[[ Data open ]]
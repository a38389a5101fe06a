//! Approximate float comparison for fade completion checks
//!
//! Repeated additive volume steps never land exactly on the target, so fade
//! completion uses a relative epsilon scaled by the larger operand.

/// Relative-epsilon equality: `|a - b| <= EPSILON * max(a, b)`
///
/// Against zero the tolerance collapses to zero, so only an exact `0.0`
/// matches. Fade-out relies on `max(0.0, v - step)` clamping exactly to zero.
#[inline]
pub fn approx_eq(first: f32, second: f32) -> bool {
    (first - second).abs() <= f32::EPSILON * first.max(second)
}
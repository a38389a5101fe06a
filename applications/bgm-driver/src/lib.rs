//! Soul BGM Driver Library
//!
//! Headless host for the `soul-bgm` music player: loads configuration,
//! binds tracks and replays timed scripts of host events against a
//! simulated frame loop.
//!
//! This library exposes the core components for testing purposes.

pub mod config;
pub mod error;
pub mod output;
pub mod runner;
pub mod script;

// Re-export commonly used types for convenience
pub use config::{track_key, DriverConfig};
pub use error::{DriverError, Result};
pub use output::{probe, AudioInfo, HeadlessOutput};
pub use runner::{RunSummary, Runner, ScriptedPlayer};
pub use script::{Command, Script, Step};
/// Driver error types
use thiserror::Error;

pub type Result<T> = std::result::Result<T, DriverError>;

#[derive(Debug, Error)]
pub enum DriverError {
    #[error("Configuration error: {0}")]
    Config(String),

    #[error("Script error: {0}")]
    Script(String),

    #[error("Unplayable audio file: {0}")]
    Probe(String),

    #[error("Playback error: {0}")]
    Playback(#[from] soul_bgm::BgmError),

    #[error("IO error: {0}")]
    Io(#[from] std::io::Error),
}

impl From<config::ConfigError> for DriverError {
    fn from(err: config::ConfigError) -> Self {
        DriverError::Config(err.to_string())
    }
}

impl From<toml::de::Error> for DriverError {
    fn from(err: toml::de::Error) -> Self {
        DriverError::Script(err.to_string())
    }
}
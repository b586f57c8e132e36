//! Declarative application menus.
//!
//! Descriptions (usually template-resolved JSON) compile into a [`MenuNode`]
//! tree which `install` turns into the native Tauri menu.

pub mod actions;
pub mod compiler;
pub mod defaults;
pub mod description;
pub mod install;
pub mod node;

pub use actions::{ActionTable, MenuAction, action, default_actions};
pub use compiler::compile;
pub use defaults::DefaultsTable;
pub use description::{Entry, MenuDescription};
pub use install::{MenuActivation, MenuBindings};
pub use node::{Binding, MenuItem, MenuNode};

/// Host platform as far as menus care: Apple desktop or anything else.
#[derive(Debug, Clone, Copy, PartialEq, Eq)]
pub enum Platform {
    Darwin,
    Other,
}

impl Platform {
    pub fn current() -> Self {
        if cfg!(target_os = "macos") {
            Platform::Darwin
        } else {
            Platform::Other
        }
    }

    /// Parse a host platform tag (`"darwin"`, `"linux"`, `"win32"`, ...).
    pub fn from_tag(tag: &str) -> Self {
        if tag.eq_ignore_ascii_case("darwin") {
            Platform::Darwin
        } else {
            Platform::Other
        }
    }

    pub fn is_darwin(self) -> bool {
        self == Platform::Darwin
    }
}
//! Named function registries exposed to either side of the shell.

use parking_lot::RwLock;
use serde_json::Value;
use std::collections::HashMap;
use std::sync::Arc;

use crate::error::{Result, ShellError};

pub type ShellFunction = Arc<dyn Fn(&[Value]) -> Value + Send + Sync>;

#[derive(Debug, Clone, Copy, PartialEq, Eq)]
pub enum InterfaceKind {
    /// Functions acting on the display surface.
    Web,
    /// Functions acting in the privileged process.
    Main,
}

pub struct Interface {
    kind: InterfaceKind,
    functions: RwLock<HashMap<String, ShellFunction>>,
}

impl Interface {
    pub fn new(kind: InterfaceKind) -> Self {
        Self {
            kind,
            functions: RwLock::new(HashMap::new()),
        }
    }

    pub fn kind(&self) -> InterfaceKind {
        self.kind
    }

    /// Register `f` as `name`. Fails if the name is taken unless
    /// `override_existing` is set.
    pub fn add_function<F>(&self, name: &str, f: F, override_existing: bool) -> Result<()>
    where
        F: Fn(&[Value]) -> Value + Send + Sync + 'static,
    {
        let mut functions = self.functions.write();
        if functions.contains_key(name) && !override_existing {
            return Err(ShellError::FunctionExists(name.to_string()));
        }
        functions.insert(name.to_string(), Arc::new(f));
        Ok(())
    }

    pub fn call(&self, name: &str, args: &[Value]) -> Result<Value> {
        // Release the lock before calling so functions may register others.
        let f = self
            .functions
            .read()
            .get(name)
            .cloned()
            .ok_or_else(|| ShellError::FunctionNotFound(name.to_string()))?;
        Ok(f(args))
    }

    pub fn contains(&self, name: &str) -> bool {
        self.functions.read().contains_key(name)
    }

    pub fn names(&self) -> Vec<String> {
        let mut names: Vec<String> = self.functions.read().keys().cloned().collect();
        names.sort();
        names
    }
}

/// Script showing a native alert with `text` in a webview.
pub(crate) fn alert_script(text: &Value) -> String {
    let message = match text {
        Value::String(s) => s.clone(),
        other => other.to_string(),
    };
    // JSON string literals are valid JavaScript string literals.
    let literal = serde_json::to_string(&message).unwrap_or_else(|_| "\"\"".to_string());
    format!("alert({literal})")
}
[[ Data closed ]]
#### Your objective
What do the lines above say from the one containing "Against zero the" down to the one containing "for testing purposes."? Return them exactly, both end lines included, and only them.

#### Exercise answer
/// Against zero the tolerance collapses to zero, so only an exact `0.0`
/// matches. Fade-out relies on `max(0.0, v - step)` clamping exactly to zero.
#[inline]
pub fn approx_eq(first: f32, second: f32) -> bool {
    (first - second).abs() <= f32::EPSILON * first.max(second)
}
repository a38389a5101fe06a
filename applications/bgm-driver/src/lib.rs
//! Soul BGM Driver Library
//!
//! Headless host for the `soul-bgm` music player: loads configuration,
//! binds tracks and replays timed scripts of host events against a
//! simulated frame loop.
//!
//! This library exposes the core components for testing purposes.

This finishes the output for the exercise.